3. I start looking at art work. I usually look up things via google images, deviant art, tumblr, etc. This way, you can see different renditions of a character through a new perspective and once again, start thinking about what you like, don't like, etc.
4. Use your own imagination. Think about what you want, how to make it your own original design, what are some tricks you think you'd like to incorporate.. perhaps you want to try out a new technique with this build, etc
Optional: 5. If you can draw, I sometimes will take all my reference sources and start drawing out my own design.
Step 2: Abdomen
1) Since my friend is quite large, we had to glue who pieces of EVA foam together to make a girdle type thing. Just wrap the sheet around his chest and stomach. Cut some space under the armpits to allow it to fit snuggly. (pic 1)
2) I used large plastic buckles and secured them to the back of the girdle. (Pic 1)

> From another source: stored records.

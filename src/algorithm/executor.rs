use crate::{
    algorithm::selection::{area_weighted_index, choose_orientation, selection_weights},
    algorithm::split::{SplitRecord, apply_split, initialize, split},
    io::error::{AlgorithmError, Result},
    spatial::Tiling,
};
use rand::{Rng, SeedableRng, rngs::StdRng};

/// Area-weighted recursive subdivision of a canvas
///
/// Owns the evolving tiling and the random source. Each iteration picks a
/// rectangle with probability proportional to its area, picks an axis
/// uniformly, and splits it at a uniformly drawn interior grid line.
pub struct Subdivision<R = StdRng> {
    tiling: Tiling,
    rng: R,
    history: Vec<SplitRecord>,
}

impl Subdivision<StdRng> {
    /// Create a deterministic engine seeded from `seed`
    ///
    /// # Errors
    ///
    /// Returns `InvalidDimension` if either dimension is not positive
    pub fn new(canvas_width: i64, canvas_height: i64, seed: u64) -> Result<Self> {
        Self::with_rng(canvas_width, canvas_height, StdRng::seed_from_u64(seed))
    }
}

impl<R: Rng> Subdivision<R> {
    /// Create an engine drawing from the given random source
    ///
    /// # Errors
    ///
    /// Returns `InvalidDimension` if either dimension is not positive
    pub fn with_rng(canvas_width: i64, canvas_height: i64, rng: R) -> Result<Self> {
        Ok(Self {
            tiling: initialize(canvas_width, canvas_height)?,
            rng,
            history: Vec::new(),
        })
    }

    /// Current tiling
    pub const fn tiling(&self) -> &Tiling {
        &self.tiling
    }

    /// Splits applied so far, in order
    pub fn history(&self) -> &[SplitRecord] {
        &self.history
    }

    /// Number of completed iterations
    pub const fn iteration(&self) -> usize {
        self.history.len()
    }

    /// Check that `iterations` more splits fit on the integer grid
    ///
    /// # Errors
    ///
    /// Returns `InvalidIterationCount` if the count is negative or would need
    /// more rectangles than the canvas has unit cells
    pub fn validate_iterations(&self, iterations: i64) -> Result<usize> {
        if iterations < 0 {
            return Err(AlgorithmError::InvalidIterationCount {
                value: iterations,
                reason: "must not be negative".to_string(),
            });
        }
        let count = iterations as usize;

        let capacity = self.tiling.canvas_area();
        let required = self.tiling.len() as u64 + count as u64;
        if required > capacity {
            return Err(AlgorithmError::InvalidIterationCount {
                value: iterations,
                reason: format!(
                    "a {}x{} canvas holds at most {capacity} rectangles, {required} requested",
                    self.tiling.canvas_width(),
                    self.tiling.canvas_height()
                ),
            });
        }
        Ok(count)
    }

    /// Perform one area-weighted split
    ///
    /// If the drawn axis is too short to divide, the perpendicular axis is
    /// used instead; only unit squares are excluded from selection, so one
    /// of the two axes always has room.
    ///
    /// # Errors
    ///
    /// Returns `InvalidIterationCount` if every rectangle is a unit square
    pub fn execute_iteration(&mut self) -> Result<SplitRecord> {
        let weights = selection_weights(&self.tiling);
        let index = area_weighted_index(&weights, &mut self.rng).ok_or_else(|| {
            AlgorithmError::InvalidIterationCount {
                value: self.history.len() as i64 + 1,
                reason: "canvas is fully divided into unit squares".to_string(),
            }
        })?;

        let orientation = choose_orientation(&mut self.rng);
        let record = match split(&mut self.tiling, index, orientation, &mut self.rng) {
            Err(AlgorithmError::DegenerateSplit { lo, hi }) => {
                tracing::trace!(index, lo, hi, ?orientation, "axis too short, using the other");
                split(&mut self.tiling, index, orientation.other(), &mut self.rng)?
            }
            result => result?,
        };

        tracing::trace!(
            iteration = self.history.len() + 1,
            index = record.index,
            orientation = ?record.orientation,
            break_point = record.break_point,
            "split applied"
        );
        self.history.push(record);
        Ok(record)
    }

    /// Run `iterations` splits, reporting each to `observer`
    ///
    /// The count is validated before any split, so a rejected call leaves
    /// the tiling untouched.
    ///
    /// # Errors
    ///
    /// Returns `InvalidIterationCount` if the count is rejected
    pub fn run<F>(&mut self, iterations: i64, mut observer: F) -> Result<()>
    where
        F: FnMut(&SplitRecord, &Tiling),
    {
        let count = self.validate_iterations(iterations)?;
        tracing::debug!(
            width = self.tiling.canvas_width(),
            height = self.tiling.canvas_height(),
            iterations = count,
            "starting subdivision"
        );

        for _ in 0..count {
            let record = self.execute_iteration()?;
            observer(&record, &self.tiling);
        }

        tracing::debug!(rectangles = self.tiling.len(), "subdivision finished");
        Ok(())
    }

    /// Hand the finished tiling to the caller
    pub fn finish(self) -> Tiling {
        self.tiling
    }

    /// Hand over the finished tiling together with the applied splits
    pub fn into_parts(self) -> (Tiling, Vec<SplitRecord>) {
        (self.tiling, self.history)
    }
}

/// Subdivide a canvas `iterations` times
///
/// # Errors
///
/// Returns `InvalidDimension` for a non-positive dimension and
/// `InvalidIterationCount` for a negative or oversized count. Nothing is
/// returned on error.
pub fn generate<R: Rng + ?Sized>(
    canvas_width: i64,
    canvas_height: i64,
    iterations: i64,
    rng: &mut R,
) -> Result<Tiling> {
    generate_with(canvas_width, canvas_height, iterations, rng, |_, _| {})
}

/// Subdivide a canvas, calling `observer` after every split
///
/// # Errors
///
/// See [`generate`]
pub fn generate_with<R, F>(
    canvas_width: i64,
    canvas_height: i64,
    iterations: i64,
    rng: &mut R,
    observer: F,
) -> Result<Tiling>
where
    R: Rng + ?Sized,
    F: FnMut(&SplitRecord, &Tiling),
{
    let mut engine = Subdivision::with_rng(canvas_width, canvas_height, rng)?;
    engine.run(iterations, observer)?;
    Ok(engine.finish())
}

/// Rebuild a tiling from a recorded split sequence
///
/// # Errors
///
/// Returns `InvalidDimension` for a bad canvas, `InvalidRectangleIndex` or
/// `DegenerateSplit` for a record that does not fit the tiling
pub fn replay(canvas_width: i64, canvas_height: i64, records: &[SplitRecord]) -> Result<Tiling> {
    let mut tiling = initialize(canvas_width, canvas_height)?;
    for record in records {
        apply_split(&mut tiling, record)?;
    }
    Ok(tiling)
}
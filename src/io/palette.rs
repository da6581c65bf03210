//! Color palettes for finished tilings
//!
//! A palette turns a rectangle count into exactly that many colors, which
//! are then assigned to the tiling by position.

use clap::ValueEnum;
use rand::{Rng, RngCore};

use crate::io::error::{Result, invalid_parameter};
use crate::math::interpolation::{sample_gradient, sample_positions};
use crate::spatial::Color;

/// Source of one color per rectangle
pub trait ColorSource {
    /// Produce exactly `count` colors
    fn colors(&self, count: usize, rng: &mut dyn RngCore) -> Vec<Color>;
}

/// Named perceptual colormaps, stored as evenly spaced stops
#[derive(Debug, Clone, Copy, PartialEq, Eq, ValueEnum)]
pub enum Colormap {
    /// Dark purple through teal to yellow
    Viridis,
    /// Deep blue through magenta to yellow
    Plasma,
    /// Black through red to pale yellow
    Inferno,
    /// Black through purple to cream
    Magma,
    /// Navy through grey to yellow
    Cividis,
}

const VIRIDIS: [[u8; 3]; 9] = [
    [0x44, 0x01, 0x54],
    [0x47, 0x2d, 0x7b],
    [0x3b, 0x52, 0x8b],
    [0x2c, 0x72, 0x8e],
    [0x21, 0x91, 0x8c],
    [0x28, 0xae, 0x80],
    [0x5e, 0xc9, 0x62],
    [0xad, 0xdc, 0x30],
    [0xfd, 0xe7, 0x25],
];

const PLASMA: [[u8; 3]; 9] = [
    [0x0d, 0x08, 0x87],
    [0x4c, 0x02, 0xa1],
    [0x7e, 0x03, 0xa8],
    [0xa9, 0x23, 0x95],
    [0xcc, 0x47, 0x78],
    [0xe5, 0x6b, 0x5d],
    [0xf8, 0x95, 0x40],
    [0xfd, 0xc3, 0x28],
    [0xf0, 0xf9, 0x21],
];

const INFERNO: [[u8; 3]; 9] = [
    [0x00, 0x00, 0x04],
    [0x1f, 0x0c, 0x48],
    [0x55, 0x0f, 0x6d],
    [0x88, 0x22, 0x6a],
    [0xba, 0x36, 0x55],
    [0xe3, 0x59, 0x33],
    [0xf9, 0x8e, 0x09],
    [0xf8, 0xc9, 0x32],
    [0xfc, 0xff, 0xa4],
];

const MAGMA: [[u8; 3]; 9] = [
    [0x00, 0x00, 0x04],
    [0x1c, 0x10, 0x44],
    [0x4f, 0x12, 0x7b],
    [0x81, 0x25, 0x81],
    [0xb5, 0x36, 0x7a],
    [0xe5, 0x50, 0x64],
    [0xfb, 0x87, 0x61],
    [0xfe, 0xc2, 0x87],
    [0xfc, 0xfd, 0xbf],
];

const CIVIDIS: [[u8; 3]; 5] = [
    [0x00, 0x22, 0x4e],
    [0x41, 0x4d, 0x6b],
    [0x7c, 0x7b, 0x78],
    [0xbc, 0xaf, 0x6f],
    [0xfe, 0xe8, 0x38],
];

impl Colormap {
    /// RGB stops from the low end of the map to the high end
    pub const fn stops(self) -> &'static [[u8; 3]] {
        match self {
            Self::Viridis => &VIRIDIS,
            Self::Plasma => &PLASMA,
            Self::Inferno => &INFERNO,
            Self::Magma => &MAGMA,
            Self::Cividis => &CIVIDIS,
        }
    }

    /// Opaque color at position `t` in `[0, 1]`
    pub fn sample(self, t: f64) -> Color {
        let [r, g, b] = sample_gradient(self.stops(), t);
        [r, g, b, 255]
    }
}

/// Evenly samples a colormap from one end to the other
#[derive(Debug, Clone, Copy)]
pub struct GradientPalette {
    /// Colormap to sample
    pub colormap: Colormap,
}

impl ColorSource for GradientPalette {
    fn colors(&self, count: usize, _rng: &mut dyn RngCore) -> Vec<Color> {
        sample_positions(count)
            .into_iter()
            .map(|t| self.colormap.sample(t))
            .collect()
    }
}

/// Reference colors used by the noisy palette
pub const REFERENCE_PALETTE: [Color; 6] = [
    [0xe6, 0x39, 0x46, 0xff],
    [0xf1, 0xfa, 0xee, 0xff],
    [0xa8, 0xda, 0xdc, 0xff],
    [0x45, 0x7b, 0x9d, 0xff],
    [0x1d, 0x35, 0x57, 0xff],
    [0xf4, 0xa2, 0x61, 0xff],
];

/// Picks reference colors at random and jitters each channel
#[derive(Debug, Clone)]
pub struct NoisyPalette {
    reference: Vec<Color>,
    noise: u8,
}

impl NoisyPalette {
    /// Create a palette around `reference` with offsets up to `noise`
    ///
    /// # Errors
    ///
    /// Returns `InvalidParameter` if the reference palette is empty
    pub fn new(reference: Vec<Color>, noise: u8) -> Result<Self> {
        if reference.is_empty() {
            return Err(invalid_parameter(
                "reference",
                &"[]",
                &"reference palette needs at least one color",
            ));
        }
        Ok(Self { reference, noise })
    }
}

impl ColorSource for NoisyPalette {
    fn colors(&self, count: usize, rng: &mut dyn RngCore) -> Vec<Color> {
        (0..count)
            .filter_map(|_| {
                let pick = rng.random_range(0..self.reference.len());
                let base = self.reference.get(pick).copied()?;
                Some(perturb(base, self.noise, &mut *rng))
            })
            .collect()
    }
}

/// Offset each RGB channel by a uniform amount in `[-noise, noise]`
///
/// Channels saturate at 0 and 255; alpha is left unchanged.
pub fn perturb<R: Rng + ?Sized>(color: Color, noise: u8, rng: &mut R) -> Color {
    if noise == 0 {
        return color;
    }

    let bound = i16::from(noise);
    let mut out = color;
    for channel in out.iter_mut().take(3) {
        let offset = rng.random_range(-bound..=bound);
        *channel = (i16::from(*channel) + offset).clamp(0, 255) as u8;
    }
    out
}
//! Canvas initialization and the two split operations
//!
//! A split appends one rectangle and shrinks one existing rectangle in place,
//! so indices of earlier rectangles never change.

use crate::{
    algorithm::selection::{Orientation, choose_break},
    io::error::{AlgorithmError, Result},
    spatial::{Rectangle, Tiling},
};
use rand::Rng;

/// One applied split: which rectangle, along which axis, and where
#[derive(Debug, Clone, Copy, PartialEq, Eq, Hash)]
pub struct SplitRecord {
    /// Index of the rectangle that was divided (and shrunk in place)
    pub index: usize,
    /// Axis that was divided
    pub orientation: Orientation,
    /// Coordinate of the new shared edge
    pub break_point: i64,
}

/// Create the single-rectangle tiling spanning the canvas
///
/// # Errors
///
/// Returns `InvalidDimension` if either dimension is not positive
pub fn initialize(canvas_width: i64, canvas_height: i64) -> Result<Tiling> {
    Tiling::canvas(canvas_width, canvas_height)
}

/// Divide rectangle `index` into two side-by-side rectangles
///
/// The divided rectangle keeps `[left, break)` and the appended rectangle takes
/// `[break, right)` with the same top and bottom.
///
/// # Errors
///
/// Returns `InvalidRectangleIndex` for an unknown index, or
/// `DegenerateSplit` if the rectangle is narrower than two units
pub fn split_horizontally<R: Rng + ?Sized>(
    tiling: &mut Tiling,
    index: usize,
    rng: &mut R,
) -> Result<SplitRecord> {
    split(tiling, index, Orientation::Horizontal, rng)
}

/// Divide rectangle `index` into two stacked rectangles
///
/// The divided rectangle keeps `[bottom, break)` and the appended rectangle takes
/// `[break, top)` with the same left and right.
///
/// # Errors
///
/// Returns `InvalidRectangleIndex` for an unknown index, or
/// `DegenerateSplit` if the rectangle is shorter than two units
pub fn split_vertically<R: Rng + ?Sized>(
    tiling: &mut Tiling,
    index: usize,
    rng: &mut R,
) -> Result<SplitRecord> {
    split(tiling, index, Orientation::Vertical, rng)
}

/// Divide rectangle `index` along `orientation` at a random break point
///
/// # Errors
///
/// See [`split_horizontally`] and [`split_vertically`]
pub fn split<R: Rng + ?Sized>(
    tiling: &mut Tiling,
    index: usize,
    orientation: Orientation,
    rng: &mut R,
) -> Result<SplitRecord> {
    let target = *tiling.get(index).ok_or(AlgorithmError::InvalidRectangleIndex {
        index,
        len: tiling.len(),
    })?;
    let (a, b) = orientation.bounds(&target);
    let break_point = choose_break(a, b, rng)?;

    let record = SplitRecord {
        index,
        orientation,
        break_point,
    };
    apply_split(tiling, &record)?;
    Ok(record)
}

/// Apply a previously chosen split
///
/// # Errors
///
/// Returns `InvalidRectangleIndex` for an unknown index, or
/// `DegenerateSplit` if the break point is not strictly inside the extent
pub(crate) fn apply_split(tiling: &mut Tiling, record: &SplitRecord) -> Result<()> {
    let target = tiling.get_mut(record.index)?;
    let (a, b) = record.orientation.bounds(target);
    let (lo, hi) = (a.min(b), a.max(b));
    if record.break_point <= lo || record.break_point >= hi {
        return Err(AlgorithmError::DegenerateSplit { lo, hi });
    }

    let appended = match record.orientation {
        Orientation::Horizontal => {
            let appended = Rectangle::new(
                record.break_point,
                target.right,
                target.top,
                target.bottom,
            );
            target.right = record.break_point;
            appended
        }
        Orientation::Vertical => {
            let appended = Rectangle::new(
                target.left,
                target.right,
                target.top,
                record.break_point,
            );
            target.top = record.break_point;
            appended
        }
    };

    tiling.push(appended);
    Ok(())
}
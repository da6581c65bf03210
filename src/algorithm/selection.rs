use crate::{
    io::configuration::MAX_BREAK_RESAMPLES,
    io::error::{AlgorithmError, Result},
    spatial::{Rectangle, Tiling},
};
use rand::Rng;

/// Axis along which a rectangle is divided
#[derive(Debug, Clone, Copy, PartialEq, Eq, Hash)]
pub enum Orientation {
    /// Divide the left/right extent into two side-by-side rectangles
    Horizontal,
    /// Divide the top/bottom extent into two stacked rectangles
    Vertical,
}

impl Orientation {
    /// The perpendicular orientation
    pub const fn other(self) -> Self {
        match self {
            Self::Horizontal => Self::Vertical,
            Self::Vertical => Self::Horizontal,
        }
    }

    /// Bounds of the extent this orientation divides
    pub const fn bounds(self, rectangle: &Rectangle) -> (i64, i64) {
        match self {
            Self::Horizontal => (rectangle.left, rectangle.right),
            Self::Vertical => (rectangle.top, rectangle.bottom),
        }
    }

    /// Whether the rectangle has an interior grid line along this axis
    pub const fn can_split(self, rectangle: &Rectangle) -> bool {
        let (a, b) = self.bounds(rectangle);
        a.abs_diff(b) >= 2
    }
}

/// Draw an orientation uniformly
pub fn choose_orientation<R: Rng + ?Sized>(rng: &mut R) -> Orientation {
    if rng.random_bool(0.5) {
        Orientation::Horizontal
    } else {
        Orientation::Vertical
    }
}

/// Pick an integer break point strictly between `a` and `b`
///
/// The bounds may be given in either order. A uniform fraction of the span
/// is rounded to the grid; draws that land on a bound are redrawn, which
/// keeps the result uniform over the interior points. After
/// `MAX_BREAK_RESAMPLES` boundary hits the last draw is clamped inward.
///
/// # Errors
///
/// Returns `DegenerateSplit` when the span has no interior grid point
pub fn choose_break<R: Rng + ?Sized>(a: i64, b: i64, rng: &mut R) -> Result<i64> {
    let (lo, hi) = if a <= b { (a, b) } else { (b, a) };
    if hi - lo < 2 {
        return Err(AlgorithmError::DegenerateSplit { lo, hi });
    }

    let span = (hi - lo) as f64;
    let mut candidate = lo;
    for _ in 0..MAX_BREAK_RESAMPLES {
        let fraction: f64 = rng.random();
        candidate = lo + (fraction * span).round() as i64;
        if candidate > lo && candidate < hi {
            return Ok(candidate);
        }
        tracing::trace!(lo, hi, candidate, "break point on boundary, redrawing");
    }

    Ok(candidate.clamp(lo + 1, hi - 1))
}

/// Selection weight of every rectangle
///
/// Each weight is the rectangle's area. Unit squares cannot be divided on
/// the integer grid and get weight zero.
pub fn selection_weights(tiling: &Tiling) -> Vec<u64> {
    tiling
        .iter()
        .map(|r| {
            if Orientation::Horizontal.can_split(r) || Orientation::Vertical.can_split(r) {
                r.area()
            } else {
                0
            }
        })
        .collect()
}

/// Draw an index with probability proportional to its integer weight
///
/// Exact categorical sampling: a ticket is drawn uniformly from
/// `0..sum(weights)` and mapped through the cumulative weights. Returns
/// `None` when every weight is zero.
pub fn area_weighted_index<R: Rng + ?Sized>(weights: &[u64], rng: &mut R) -> Option<usize> {
    let total: u64 = weights.iter().sum();
    if total == 0 {
        return None;
    }

    let mut ticket = rng.random_range(0..total);
    for (i, &weight) in weights.iter().enumerate() {
        if ticket < weight {
            return Some(i);
        }
        ticket -= weight;
    }
    None
}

3) i took some shoe laces and made shoulder straps so the abdomen would now slide down.
4) I wrapped some masking tape around half the girdle and started drawing in the panels/ design. (pic 2)
5) Cut out the design from the masking tape and transfer it to your thick EVA foam. (pic3)
6. cut out, sand off the tread, and add in your details. (pic 4)
7. Do this for all your abdomen pieces and hot glue them in.
Step 3: Chest Base
1) First, with the abdomen piece on, measure from the the collar to the sternum of the body. Then add a few more inches to compensate for the curve in the chest. We wanted the chest to sit high, so we wanted it to be about chin level.
2) measure and cut a rectangle the size that you measured. Fold the paper in half and draw out your design. unfold, cut out template and use it to cut out the middle piece from EVA foam.
3) Now, curve that middle piece of EVA foam, and press another piece of EVA into the curve to see how much EVA you will need to make the side pieces. We wanted the chest to be extra big, so we made it into 5 pieces. (pic 1).
4)Duct tape the pieces together and flip it over to start hot gluing. It may be helpful to dremel some of the edges to get a smoother joint. (pic 2 and 3)
5). you can see how big the chest pieces is in the following picture (pic 4)
6) Create the back piece from 2 separate pieces of EVA foam. With the abdomen on and the chest piece pressed against you, measure the width of the back, along with the general height.
7) measure and cut a rectangle the size that you measured. Fold the paper in half and draw out your design. unfold, cut out template and use it to cut out the middle piece from EVA foam.
8) we glued in some mattress sponge on the shoulders to keep the height and comfort of the wearer. we also put in some sponge on the area near the ribs. The reason for this is that the wearer's arms would naturally begin to get heavy and start to put weight on the sides of the costume, this causing it to indent. We wanted to eliminate that problem, so the sponge helped with support.
Step 4: Chest Details
1. Now that you have entire chest base created, you can start adding the plating. I took some masking tape and taped the entire front of the chest, then drew the entire chest design on it. once done, i peeled off the tape, cut out the template and transferred it to scratch paper to create a paper template. (you can see the scratch paper in pic 3). then i used the paper template to draw on EVA foam.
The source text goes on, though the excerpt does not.